Microwave camera that can see through the wall

A team of researchers have been working on a handheld camera that sports the technology that can see through the wall using micro wave, additionally future usage envisioned is for cancer detection and aerospace engineering.

The camera currently takes 30 images per second by transmitting millimeter and microwaves to a “collector” on the other side of a subject, and then sends them to a laptop for real-time inspection. Aside from being able to see straight through your BVDs, it can also be used to detect defects in spacecraft insulation, find termites lurking in the walls of your apartment, and help in the diagnosis of skin disease.
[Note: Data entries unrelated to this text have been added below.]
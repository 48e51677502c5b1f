// SPDX-FileCopyrightText: 2026 The flexradio-rs Authors
//
// SPDX-License-Identifier: MIT OR Apache-2.0
//! The two-word class identifier field (ANSI/VITA-49.2-2017 section
//! 5.1.3). The packet class code is the authoritative discriminant for
//! payload dispatch (see [`crate::vita::payload`]); the information
//! class code is preserved but never branched on.

/// Two-word VITA-49 class identifier.
#[derive(Copy, Clone, Eq, PartialEq, Debug)]
#[cfg_attr(feature = "serde", derive(serde::Serialize, serde::Deserialize))]
pub struct ClassIdentifier {
    word1: u32,
    information_class_code: u16,
    packet_class_code: u16,
}

impl ClassIdentifier {
    pub(crate) fn new(word1: u32, information_class_code: u16, packet_class_code: u16) -> ClassIdentifier {
        ClassIdentifier {
            word1,
            information_class_code,
            packet_class_code,
        }
    }

    /// The raw first class-id word (pad bit count + 24-bit OUI).
    pub fn word1(&self) -> u32 {
        self.word1
    }

    /// The 24-bit Organizationally Unique Identifier embedded in word 1.
    pub fn oui(&self) -> u32 {
        self.word1 & 0xFF_FFFF
    }

    /// The information class code (preserved, not used for dispatch).
    pub fn information_class_code(&self) -> u16 {
        self.information_class_code
    }

    /// The packet class code — the authoritative payload discriminant.
    pub fn packet_class_code(&self) -> u16 {
        self.packet_class_code
    }
}

#[cfg(test)]
mod tests {
    use super::*;

    #[test]
    fn extracts_oui_and_codes() {
        let cid = ClassIdentifier::new(0x00_3A2911, 0x0001, 0x8002);
        assert_eq!(cid.oui(), 0x3A2911);
        assert_eq!(cid.information_class_code(), 0x0001);
        assert_eq!(cid.packet_class_code(), 0x8002);
    }
}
A microwave camera is sort of like a cross between a visible light camera and a radar imaging system, incorporating some of the advantages of each. Like radar, microwaves don’t really notice things like darkness or fog or walls, but unlike radar they’re not confused by the kinds of angled surfaces that make the stealth fighter so stealthy. Radar systems also tend to be big, complex, low resolution, and expensive. By taking a more camera-like approach to radio frequency imaging, essentially treating microwaves like waves of light and using a passive reflector like a lens, MIT has been able to leverage computational-imaging techniques to develop a low cost, high resolution imaging system.

MIT’s microwave camera can do 3-D imaging using time of flight, in the same way that Microsoft’s latest Xbox Kinect sensor works. The time of flight camera sends out bursts of microwaves and then keeps careful track of how long it takes for the microwaves to bounce off of something and return to the sensor. After doing some not very fancy math with the speed of light, you can then calculate how far away that something is. MIT’s camera has a temporal resolution of 200 picoseconds, allowing it to resolve distances with an accuracy of 6 cm, enough for usable 3-D imaging.